Nose: Cherry, oak, and brown sugar. Ample supply of vanilla. Salted toffee and currents of citrus (orange and lemon). Brief hits of coconut. Sweet earthiness. With the citrus comes ethanol. Mashed up bananas—think banana bread pudding.
Palate: Moderate mouthfeel. Lots of tannic oak with traces of toffee, caramel, as well as burnt vanilla and brown sugar. Bit of cherry with toasted citrus (orange peel). Hints of crème brûlée topping. Tastes burnt overall, like burnt banana bread if you skimped on the bananas. Some citrus and ethanol as well.
Finish: Whispers of coconut return to combat the oak. Bit of brown sugar with bits of occasional toffee and caramel. Not terribly lengthy.
One of the more interesting realities I still have to come to terms with in whiskey is that age isn’t everything. It sounds obvious, but when shopping for a bottle I (and I’m sure others) often naturally gravitate towards those with older age statements. After all, the longer that whiskey stays in the barrel, the more flavor it extracts, resulting in a more mature and therefore superior whiskey, right?
I don’t even need to think about it: I prefer the younger Calumet Farm 10-Year to this.

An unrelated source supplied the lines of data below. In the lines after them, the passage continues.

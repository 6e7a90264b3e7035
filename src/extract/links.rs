//! Link and title extraction
//!
//! Navigation out of a documentation page is plain `<a href>`: sidebars,
//! breadcrumbs, "next page" footers and cross references into the
//! reference section all look the same here. Scope and skip patterns are
//! applied later by the crawler.

use crate::extract::text::element_text;
use scraper::{Html, Selector};
use url::Url;

/// Extracts the page title
///
/// Precedence: the `<title>` element, then the first heading (`h1`..`h6`)
/// in document order, then the page URL itself.
pub fn extract_title(document: &Html, page_url: &Url) -> String {
    first_text(document, "title")
        .or_else(|| first_text(document, "h1, h2, h3, h4, h5, h6"))
        .unwrap_or_else(|| page_url.to_string())
}

fn first_text(document: &Html, selector: &str) -> Option<String> {
    let selector = Selector::parse(selector).ok()?;
    document
        .select(&selector)
        .map(|element| element_text(&element))
        .find(|text| !text.is_empty())
}

/// Collects the targets of every `<a href>` on the page, resolved against
/// the page URL
///
/// Empty and `#fragment` hrefs, `download` anchors and anything that does
/// not resolve to an http(s) URL (`javascript:`, `mailto:`, `tel:`,
/// `data:`, ...) are dropped. Order follows the document and duplicates
/// are kept.
pub fn extract_links(document: &Html, page_url: &Url) -> Vec<String> {
    let Ok(anchors) = Selector::parse("a[href]") else {
        return Vec::new();
    };

    document
        .select(&anchors)
        .filter(|anchor| anchor.value().attr("download").is_none())
        .filter_map(|anchor| anchor.value().attr("href"))
        .filter_map(|href| resolve_href(href, page_url))
        .collect()
}

fn resolve_href(href: &str, page_url: &Url) -> Option<String> {
    let href = href.trim();
    if href.is_empty() || href.starts_with('#') {
        return None;
    }

    let target = page_url.join(href).ok()?;
    match target.scheme() {
        "http" | "https" => Some(target.into()),
        _ => None,
    }
}
//! Output module for presenting stored crawl results
//!
//! This module handles:
//! - Markdown rendering of pages, endpoints and schemas
//! - Aggregate statistics over a repository

mod markdown;
pub mod stats;

pub use markdown::{
    format_endpoint_markdown, format_page_markdown, format_schema_markdown,
    format_site_info_markdown,
};
pub use stats::{load_statistics, print_statistics, CrawlStatistics};
//! Storage traits and error types
//!
//! This module defines the trait interface for storage backends and
//! associated error types.

use crate::storage::{Page, SiteInfo};
use std::path::PathBuf;
use thiserror::Error;

/// Errors that can occur during storage operations
#[derive(Debug, Error)]
pub enum StorageError {
    /// The storage directory or a record could not be created or written
    #[error("Failed to write {path}: {source}")]
    Write {
        path: PathBuf,
        source: std::io::Error,
    },

    #[error("Failed to read {path}: {source}")]
    Read {
        path: PathBuf,
        source: std::io::Error,
    },

    /// A stored record exists but does not parse
    #[error("Corrupt record {path}: {source}")]
    Corrupt {
        path: PathBuf,
        source: serde_json::Error,
    },

    #[error("Serialization error: {0}")]
    Serialization(#[from] serde_json::Error),
}

impl StorageError {
    /// True for errors that mean a record is unreadable rather than the
    /// storage itself being unavailable
    pub fn is_corrupt(&self) -> bool {
        matches!(self, Self::Corrupt { .. })
    }
}

/// Result type for storage operations
pub type StorageResult<T> = Result<T, StorageError>;

/// Trait for storage backend implementations
///
/// One handle is constructed at startup and shared (by reference or `Arc`)
/// between the crawler and every reader. Implementations perform no locking:
/// only one crawl may target a storage location at a time.
pub trait Storage: Send + Sync {
    /// Prepares the storage location for writing
    fn initialize(&self) -> StorageResult<()>;

    // ===== Site Info =====

    /// Replaces the site-level summary
    fn save_site_info(&self, info: &SiteInfo) -> StorageResult<()>;

    /// Gets the site-level summary, `None` if no crawl has completed yet
    fn get_site_info(&self) -> StorageResult<Option<SiteInfo>>;

    // ===== Pages =====

    /// Writes a page record, replacing any record for the same URL
    fn save_page(&self, page: &Page) -> StorageResult<()>;

    /// Gets the page record for a URL
    fn get_page(&self, url: &str) -> StorageResult<Option<Page>>;

    /// Lists the URLs of all stored pages, in enumeration order
    fn list_pages(&self) -> StorageResult<Vec<String>>;
}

The presence of oak here simply feels unbalanced, be it due to age, proof, both, or something else. I’ve had bourbon older than this deliver rich, full-fledged experiences that make me a believer in higher double-digit age statements. Then there’s stuff like this that makes me step back and second-guess myself. Calumet Farm 14-Year wasn’t something I could simply enjoy, and even under an appreciation and analysis lens, it fell on the short side. This is a whiskey I have an easier time justifying for its age-to-price value proposition (14 years for around $120 checks out in my book) than I do for its price-to-satisfaction level. I wanted to be won over; ultimately, I was left underwhelmed.